How is information coded in the brain? To answer this question, neuroscientists have increasingly adopted methods such as representational similarity analysis, linear encoding and decoding, canonical correlation analysis and centered kernel alignment that analyze the geometry of the population code while disregarding the actual tuning of neurons. But are neural tunings in fact arbitrary and irrelevant, or might they matter, privileging some representational axes over others? We developed methods to probe for privileged representational axes in biological and artificial neural networks, and applied them to multiple types of neural data from diverse brain systems, and to DCNNs trained on natural sensory stimuli. We found that representational axes were consistent between individuals, between artificial neural networks varying in architecture and learning objectives, and between brain systems and artificial neural networks trained on the same modality.
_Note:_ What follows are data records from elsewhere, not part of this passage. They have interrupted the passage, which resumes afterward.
//! Integration tests for the history API endpoints.
//!
//! Tests use Axum's `Router` directly via `tower::ServiceExt` without
//! starting a TCP server, over the in-memory store.

#![allow(clippy::unwrap_used, clippy::indexing_slicing, clippy::too_many_lines)]

use std::sync::Arc;

use axum::Router;
use axum::body::Body;
use axum::http::{Request, StatusCode};
use serde_json::{Value, json};
use territory_api::router::build_router;
use territory_api::state::AppState;
use territory_history::MemoryStore;
use tower::ServiceExt;
use uuid::Uuid;

fn app() -> Router {
    build_router(Arc::new(AppState::new(MemoryStore::new())))
}

async fn body_to_json(body: Body) -> Value {
    let bytes = axum::body::to_bytes(body, usize::MAX).await.unwrap();
    serde_json::from_slice(&bytes).unwrap()
}

async fn send(router: &Router, method: &str, uri: &str, body: Option<Value>) -> (StatusCode, Value) {
    let builder = Request::builder().method(method).uri(uri);
    let request = match body {
        Some(body) => builder
            .header("content-type", "application/json")
            .body(Body::from(body.to_string()))
            .unwrap(),
        None => builder.body(Body::empty()).unwrap(),
    };
    let response = router.clone().oneshot(request).await.unwrap();
    let status = response.status();
    (status, body_to_json(response.into_body()).await)
}

async fn create_area(router: &Router) -> String {
    let (status, json) = send(
        router,
        "POST",
        "/api/areas",
        Some(json!({ "name": "Berlin", "granularity": "5digit" })),
    )
    .await;
    assert_eq!(status, StatusCode::CREATED);
    json["data"]["id"].as_str().unwrap().to_owned()
}

fn layer_json(area_id: &str, layer_id: &str, codes: &[&str]) -> Value {
    json!({
        "change_type": "create_layer",
        "layer": {
            "id": layer_id,
            "area_id": area_id,
            "name": "North",
            "color": "#ff0000",
            "opacity": 70,
            "is_visible": true,
            "order_index": 0,
            "postal_codes": codes,
        },
        "created_by": "alice",
    })
}

async fn create_layer(router: &Router, area_id: &str, codes: &[&str]) -> String {
    let layer_id = Uuid::now_v7().to_string();
    let (status, _) = send(
        router,
        "POST",
        &format!("/api/areas/{area_id}/changes/apply"),
        Some(layer_json(area_id, &layer_id, codes)),
    )
    .await;
    assert_eq!(status, StatusCode::CREATED);
    layer_id
}

// =========================================================================
// Tests
// =========================================================================

#[tokio::test]
async fn test_health() {
    let (status, json) = send(&app(), "GET", "/health", None).await;
    assert_eq!(status, StatusCode::OK);
    assert_eq!(json["success"], true);
    assert_eq!(json["data"]["status"], "ok");
}

#[tokio::test]
async fn test_create_and_get_area() {
    let router = app();
    let area_id = create_area(&router).await;

    let (status, json) = send(&router, "GET", &format!("/api/areas/{area_id}"), None).await;
    assert_eq!(status, StatusCode::OK);
    assert_eq!(json["data"]["area"]["name"], "Berlin");
    assert_eq!(json["data"]["layers"].as_array().unwrap().len(), 0);
}

#[tokio::test]
async fn test_unknown_area_is_not_found_envelope() {
    let router = app();
    let uri = format!("/api/areas/{}", Uuid::now_v7());
    let (status, json) = send(&router, "GET", &uri, None).await;
    assert_eq!(status, StatusCode::NOT_FOUND);
    assert_eq!(json["success"], false);
    assert_eq!(json["error"]["kind"], "not_found");
}

#[tokio::test]
async fn test_malformed_area_id_is_bad_request() {
    let (status, json) = send(&app(), "GET", "/api/areas/not-a-uuid", None).await;
    assert_eq!(status, StatusCode::BAD_REQUEST);
    assert_eq!(json["error"]["kind"], "invalid_request");
}

#[tokio::test]
async fn test_blank_area_name_fails_validation() {
    let (status, json) = send(
        &app(),
        "POST",
        "/api/areas",
        Some(json!({ "name": "", "granularity": "5digit" })),
    )
    .await;
    assert_eq!(status, StatusCode::BAD_REQUEST);
    assert_eq!(json["error"]["kind"], "invalid_request");
}

#[tokio::test]
async fn test_apply_undo_redo_flow() {
    let router = app();
    let area_id = create_area(&router).await;
    let layer_id = create_layer(&router, &area_id, &["10115"]).await;

    let (status, json) = send(
        &router,
        "POST",
        &format!("/api/areas/{area_id}/changes/apply"),
        Some(json!({
            "change_type": "add_postal_codes",
            "layer_id": layer_id,
            "codes": ["10117", "10119"],
            "previous": ["10115"],
        })),
    )
    .await;
    assert_eq!(status, StatusCode::CREATED);
    assert_eq!(json["data"]["sequence_number"], 2);

    let (status, json) = send(&router, "POST", &format!("/api/areas/{area_id}/undo"), None).await;
    assert_eq!(status, StatusCode::OK);
    assert_eq!(json["data"]["payload"]["change_type"], "add_postal_codes");

    let (_, json) = send(&router, "GET", &format!("/api/areas/{area_id}"), None).await;
    assert_eq!(json["data"]["layers"][0]["postal_codes"], json!(["10115"]));

    let (status, json) = send(
        &router,
        "GET",
        &format!("/api/areas/{area_id}/undo-redo"),
        None,
    )
    .await;
    assert_eq!(status, StatusCode::OK);
    assert_eq!(json["data"]["can_redo"], true);
    assert_eq!(json["data"]["undo_count"], 1);

    let (status, _) = send(&router, "POST", &format!("/api/areas/{area_id}/redo"), None).await;
    assert_eq!(status, StatusCode::OK);

    let (_, json) = send(&router, "GET", &format!("/api/areas/{area_id}"), None).await;
    assert_eq!(
        json["data"]["layers"][0]["postal_codes"],
        json!(["10115", "10117", "10119"])
    );

    let (status, json) = send(
        &router,
        "GET",
        &format!("/api/areas/{area_id}/undo-redo/verify"),
        None,
    )
    .await;
    assert_eq!(status, StatusCode::OK);
    assert_eq!(json["data"]["undo_count"], 2);
}

#[tokio::test]
async fn test_empty_undo_is_conflict() {
    let router = app();
    let area_id = create_area(&router).await;
    let (status, json) = send(&router, "POST", &format!("/api/areas/{area_id}/undo"), None).await;
    assert_eq!(status, StatusCode::CONFLICT);
    assert_eq!(json["error"]["kind"], "empty_stack");
}

#[tokio::test]
async fn test_invalid_opacity_is_rejected() {
    let router = app();
    let area_id = create_area(&router).await;
    let mut body = layer_json(&area_id, &Uuid::now_v7().to_string(), &[]);
    body["layer"]["opacity"] = json!(150);

    let (status, json) = send(
        &router,
        "POST",
        &format!("/api/areas/{area_id}/changes"),
        Some(body),
    )
    .await;
    assert_eq!(status, StatusCode::BAD_REQUEST);
    assert_eq!(json["error"]["kind"], "invalid_operation");
}

#[tokio::test]
async fn test_unknown_change_type_is_bad_request() {
    let router = app();
    let area_id = create_area(&router).await;
    let (status, json) = send(
        &router,
        "POST",
        &format!("/api/areas/{area_id}/changes"),
        Some(json!({ "change_type": "merge_layers" })),
    )
    .await;
    assert_eq!(status, StatusCode::BAD_REQUEST);
    assert_eq!(json["error"]["kind"], "invalid_request");
}

#[tokio::test]
async fn test_history_filters_and_limits() {
    let router = app();
    let area_id = create_area(&router).await;
    create_layer(&router, &area_id, &[]).await;
    create_layer(&router, &area_id, &[]).await;
    create_layer(&router, &area_id, &[]).await;
    send(&router, "POST", &format!("/api/areas/{area_id}/undo"), None).await;

    let (status, json) = send(
        &router,
        "GET",
        &format!("/api/areas/{area_id}/history"),
        None,
    )
    .await;
    assert_eq!(status, StatusCode::OK);
    let seqs: Vec<i64> = json["data"]
        .as_array()
        .unwrap()
        .iter()
        .map(|r| r["sequence_number"].as_i64().unwrap())
        .collect();
    assert_eq!(seqs, vec![3, 2, 1]);

    let (_, json) = send(
        &router,
        "GET",
        &format!("/api/areas/{area_id}/history?include_undone=false&limit=1"),
        None,
    )
    .await;
    let records = json["data"].as_array().unwrap();
    assert_eq!(records.len(), 1);
    assert_eq!(records[0]["sequence_number"], 2);

    let (status, _) = send(
        &router,
        "GET",
        &format!("/api/areas/{area_id}/history?limit=0"),
        None,
    )
    .await;
    assert_eq!(status, StatusCode::BAD_REQUEST);
}

#[tokio::test]
async fn test_version_lifecycle() {
    let router = app();
    let area_id = create_area(&router).await;
    create_layer(&router, &area_id, &["10115"]).await;

    let versions_uri = format!("/api/areas/{area_id}/versions");
    let (status, json) = send(&router, "POST", &versions_uri, Some(json!({}))).await;
    assert_eq!(status, StatusCode::CREATED);
    assert_eq!(json["data"]["version_number"], 1);
    assert_eq!(json["data"]["name"], "Version 1");

    create_layer(&router, &area_id, &["10117"]).await;
    let (status, json) = send(
        &router,
        "POST",
        &versions_uri,
        Some(json!({ "name": "Two layers", "created_by": "alice" })),
    )
    .await;
    assert_eq!(status, StatusCode::CREATED);
    assert_eq!(json["data"]["version_number"], 2);

    let (_, json) = send(&router, "GET", &versions_uri, None).await;
    let numbers: Vec<i64> = json["data"]
        .as_array()
        .unwrap()
        .iter()
        .map(|v| v["version_number"].as_i64().unwrap())
        .collect();
    assert_eq!(numbers, vec![2, 1]);

    let (status, json) = send(
        &router,
        "GET",
        &format!("/api/areas/{area_id}/versions/compare?a=1&b=2"),
        None,
    )
    .await;
    assert_eq!(status, StatusCode::OK);
    assert_eq!(json["data"]["codes_added"], json!(["10117"]));

    let (status, json) = send(
        &router,
        "DELETE",
        &format!("/api/areas/{area_id}/versions/2"),
        None,
    )
    .await;
    assert_eq!(status, StatusCode::CONFLICT);
    assert_eq!(json["error"]["kind"], "invalid_operation");

    let (status, json) = send(
        &router,
        "POST",
        &format!("/api/areas/{area_id}/versions/1/restore"),
        Some(json!({ "create_branch": true, "branch_name": "retry" })),
    )
    .await;
    assert_eq!(status, StatusCode::OK);
    assert_eq!(json["data"]["restored_version_number"], 1);
    assert_eq!(json["data"]["new_version_number"], 3);

    let (status, json) = send(
        &router,
        "GET",
        &format!("/api/areas/{area_id}/versions/3"),
        None,
    )
    .await;
    assert_eq!(status, StatusCode::OK);
    assert_eq!(json["data"]["branch_name"], "retry");
    assert_eq!(json["data"]["parent_version_number"], 1);
    assert_eq!(json["data"]["is_active"], true);

    let (status, _) = send(
        &router,
        "DELETE",
        &format!("/api/areas/{area_id}/versions/2"),
        None,
    )
    .await;
    assert_eq!(status, StatusCode::OK);

    let (status, json) = send(
        &router,
        "GET",
        &format!("/api/areas/{area_id}/versions/2"),
        None,
    )
    .await;
    assert_eq!(status, StatusCode::NOT_FOUND);
    assert_eq!(json["error"]["kind"], "not_found");
}

#[tokio::test]
async fn test_delete_area() {
    let router = app();
    let area_id = create_area(&router).await;
    let uri = format!("/api/areas/{area_id}");

    let (status, _) = send(&router, "DELETE", &uri, None).await;
    assert_eq!(status, StatusCode::OK);
    let (status, _) = send(&router, "GET", &uri, None).await;
    assert_eq!(status, StatusCode::NOT_FOUND);
}

#[tokio::test]
async fn test_restore_without_body() {
    let router = app();
    let area_id = create_area(&router).await;
    let versions_uri = format!("/api/areas/{area_id}/versions");
    send(&router, "POST", &versions_uri, Some(json!({}))).await;
    send(&router, "POST", &versions_uri, Some(json!({}))).await;

    let (status, json) = send(
        &router,
        "POST",
        &format!("/api/areas/{area_id}/versions/1/restore"),
        None,
    )
    .await;
    assert_eq!(status, StatusCode::OK);
    assert_eq!(json["data"]["restored_version_number"], 1);
    assert!(json["data"]["new_version_number"].is_null());

    let (_, json) = send(&router, "GET", &format!("/api/areas/{area_id}/versions/1"), None).await;
    assert_eq!(json["data"]["is_active"], true);
}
These results indicate that representational axes in neural systems are not arbitrary, and can arise in artificial systems with none of the priors and meanings assigned to these axes by humans. We further found that the privileged axes used in the brain and DCNNs confer important computational advantages, including economy in the number of active neurons, minimization of downstream wiring costs and improved generalization under biologically realistic constraints. Finally, our metrics of axis alignment also distinguish the fit of models to the brain that are not well discriminated by standard metrics. These findings underscore the importance of representational axes in both biological and artificial neural systems, offering new insights into their origins and functional relevance.